Fair enough. But the situation I had on my platform is that it provides
DVFS support for 2 CPU clusters and 1 GPU domain. I didn't want to block
using CPUFreq until GPU DVFS was properly supported in the firmware.
I had similar situation with the clock and hence I allowed it to continue.

> If you failed to register an scpi clock it is probably because the communication
> with the FW is not working, or at least 'not that good', right ?
> 

Not exactly, what if the error is for that particular clock. That's my
point. If we have reached so far means the communication is fine. Just a
fault piece of hardware which may not be critical.

> If for some reason, you manage to register some other clocks from the same FW,
> how confident can you be that communication will be ok for them ? that the
> settings you request will be applied correctly ?
> 

Not sure, I am not registering the clock. Think SCPI as a single clock
provider with multiple clock outputs. You don't want to disable it
entirely if one of the clock outputs have problem. That's my counter
argument.

> Is it possible that you may be causing more harm/damage playing with a broken HW
> ?
> 
Not sure how if we are not registering that clock output from the h/w
clock provider perspective.

>>
>>> It seems strange to continue with a broken controller.
>>>
>>
>> I would have agreed if it was single driver or h/w controlled by Linux.
>> Since it's in the firmware, we should allow the working clocks/opps to
>> work though few are broken. It's not good if we had to disable
>> everything if some piece of firmware is not yet ready or broken.
>> But again, we can get it working later, for now, I am fine with you patch.
> 
> I tried your last version, and it does not Oops, at least not for me.
> 
> The end result still looks odd to me:
> [    1.115219] scpi_clocks scpi:clocks: failed to register clock 'vcpu'
> [    1.159490] cpu cpu0: _get_cluster_clk_and_freq_table: Failed to get clk for
> cpu: 0, cluster: 0
> [    1.162986] cpu cpu0: _get_cluster_clk_and_freq_table: Failed to get data for
> cluster: 0
> [    1.170945] cpu cpu1: _get_cluster_clk_and_freq_table: Failed to get clk for
> cpu: 1, cluster: 0
> [    1.179634] cpu cpu1: _get_cluster_clk_and_freq_table: Failed to get data for
> cluster: 0
> [    1.187654] cpu cpu2: _get_cluster_clk_and_freq_table: Failed to get clk for
> cpu: 2, cluster: 0
> [    1.196284] cpu cpu2: _get_cluster_clk_and_freq_table: Failed to get data for
> cluster: 0
> [    1.204375] cpu cpu3: _get_cluster_clk_and_freq_table: Failed to get clk for
> cpu: 3, cluster: 0
> [    1.212911] cpu cpu3: _get_cluster_clk_and_freq_table: Failed to get data for
> cluster: 0
> [    1.220612] arm_big_little: bL_cpufreq_register: Registered platform driver:
> scpi
> 
> So now, I have an scpi clock provider which registers successfully but fails to
> register its only clock.
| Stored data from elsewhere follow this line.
mod common;

use std::sync::mpsc;
use std::thread;
use std::time::Duration;

use axum::http::StatusCode;
use common::{get, spawn_with_feeds};

enum FeedMode {
    CurrencyOk,
    WeatherRainy,
    ServerError,
}

fn spawn_feed_server(mode: FeedMode) -> (String, mpsc::Sender<()>, thread::JoinHandle<()>) {
    let server = tiny_http::Server::http("127.0.0.1:0").expect("start tiny_http server");
    let addr = server.server_addr();
    let base_url = format!("http://{addr}");

    let (shutdown_tx, shutdown_rx) = mpsc::channel::<()>();

    let handle = thread::spawn(move || {
        loop {
            if shutdown_rx.try_recv().is_ok() {
                break;
            }
            let request = match server.recv_timeout(Duration::from_millis(50)) {
                Ok(Some(req)) => req,
                Ok(None) => continue,
                Err(_) => break,
            };

            let (status, body) = match mode {
                FeedMode::CurrencyOk => (
                    200,
                    r#"{"rates":{"USD":1.0,"EUR":0.92,"GBP":0.79,"AUD":1.53,"SGD":1.34}}"#
                        .to_string(),
                ),
                FeedMode::WeatherRainy => (
                    200,
                    r#"{"current_weather":{"temperature":27.4,"weathercode":61}}"#.to_string(),
                ),
                FeedMode::ServerError => (500, r#"{"error":"boom"}"#.to_string()),
            };

            let mut resp = tiny_http::Response::from_string(body).with_status_code(status);
            let header =
                tiny_http::Header::from_bytes(&b"Content-Type"[..], &b"application/json"[..])
                    .expect("content-type header");
            resp.add_header(header);
            let _ = request.respond(resp);
        }
    });

    (base_url, shutdown_tx, handle)
}

#[tokio::test]
async fn currency_derives_whole_lkr_rates_from_the_feed() {
    let (feed_url, shutdown_tx, handle) = spawn_feed_server(FeedMode::CurrencyOk);
    let app = spawn_with_feeds(&feed_url, "http://127.0.0.1:1").await;

    let (status, body) = get(&app.router, "/currency").await;
    assert_eq!(status, StatusCode::OK);
    assert_eq!(body["source"], "live");
    assert_eq!(body["rates"]["USD"], 320);
    assert_eq!(body["rates"]["EUR"], 348);

    let _ = shutdown_tx.send(());
    let _ = handle.join();
}

#[tokio::test]
async fn currency_feed_error_serves_the_static_table() {
    let (feed_url, shutdown_tx, handle) = spawn_feed_server(FeedMode::ServerError);
    let app = spawn_with_feeds(&feed_url, "http://127.0.0.1:1").await;

    let (status, body) = get(&app.router, "/currency").await;
    assert_eq!(status, StatusCode::OK);
    assert_eq!(body["source"], "fallback");
    assert_eq!(body["rates"]["USD"], 320);
    assert_eq!(body["rates"]["EUR"], 348);

    let _ = shutdown_tx.send(());
    let _ = handle.join();
}

#[tokio::test]
async fn weather_maps_the_feed_code_to_a_condition() {
    let (feed_url, shutdown_tx, handle) = spawn_feed_server(FeedMode::WeatherRainy);
    let app = spawn_with_feeds("http://127.0.0.1:1", &feed_url).await;

    let (status, body) = get(&app.router, "/weather?destination=mirissa").await;
    assert_eq!(status, StatusCode::OK);
    assert_eq!(body["source"], "live");
    assert_eq!(body["condition"], "rainy");
    assert_eq!(body["temperature_c"], 27.4);

    let _ = shutdown_tx.send(());
    let _ = handle.join();
}

#[tokio::test]
async fn weather_feed_failure_serves_the_fallback_condition() {
    let app = spawn_with_feeds("http://127.0.0.1:1", "http://127.0.0.1:1").await;

    let (status, body) = get(&app.router, "/weather?destination=ella").await;
    assert_eq!(status, StatusCode::OK);
    assert_eq!(body["source"], "fallback");
    assert_eq!(body["condition"], "cloudy");
}

#[tokio::test]
async fn weather_validates_the_destination_parameter() {
    let app = spawn_with_feeds("http://127.0.0.1:1", "http://127.0.0.1:1").await;

    let (status, body) = get(&app.router, "/weather").await;
    assert_eq!(status, StatusCode::BAD_REQUEST);
    assert_eq!(body["error"], "destination is required");

    let (status, _) = get(&app.router, "/weather?destination=atlantis").await;
    assert_eq!(status, StatusCode::NOT_FOUND);
}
As a consequence, I also have a cpufreq driver which
> manages to register but has no clock cpu clock to drive ...
> 

Yes, I agree the above is not entirely acceptable situation.
diff mbox

Patch

diff --git i/drivers/clk/clk-scpi.c w/drivers/clk/clk-scpi.c
index 96d37175d0ad..a0b9b4c84be3 100644
--- i/drivers/clk/clk-scpi.c
+++ w/drivers/clk/clk-scpi.c
@@ -192,7 +192,7 @@  scpi_of_clk_src_get(struct of_phandle_args *clkspec,
void *data)

        for (count = 0; count < clk_data->clk_num; count++) {
                sclk = clk_data->clk[count];
-               if (idx == sclk->id)
+               if (sclk && idx == sclk->id)
                        return &sclk->hw;
        }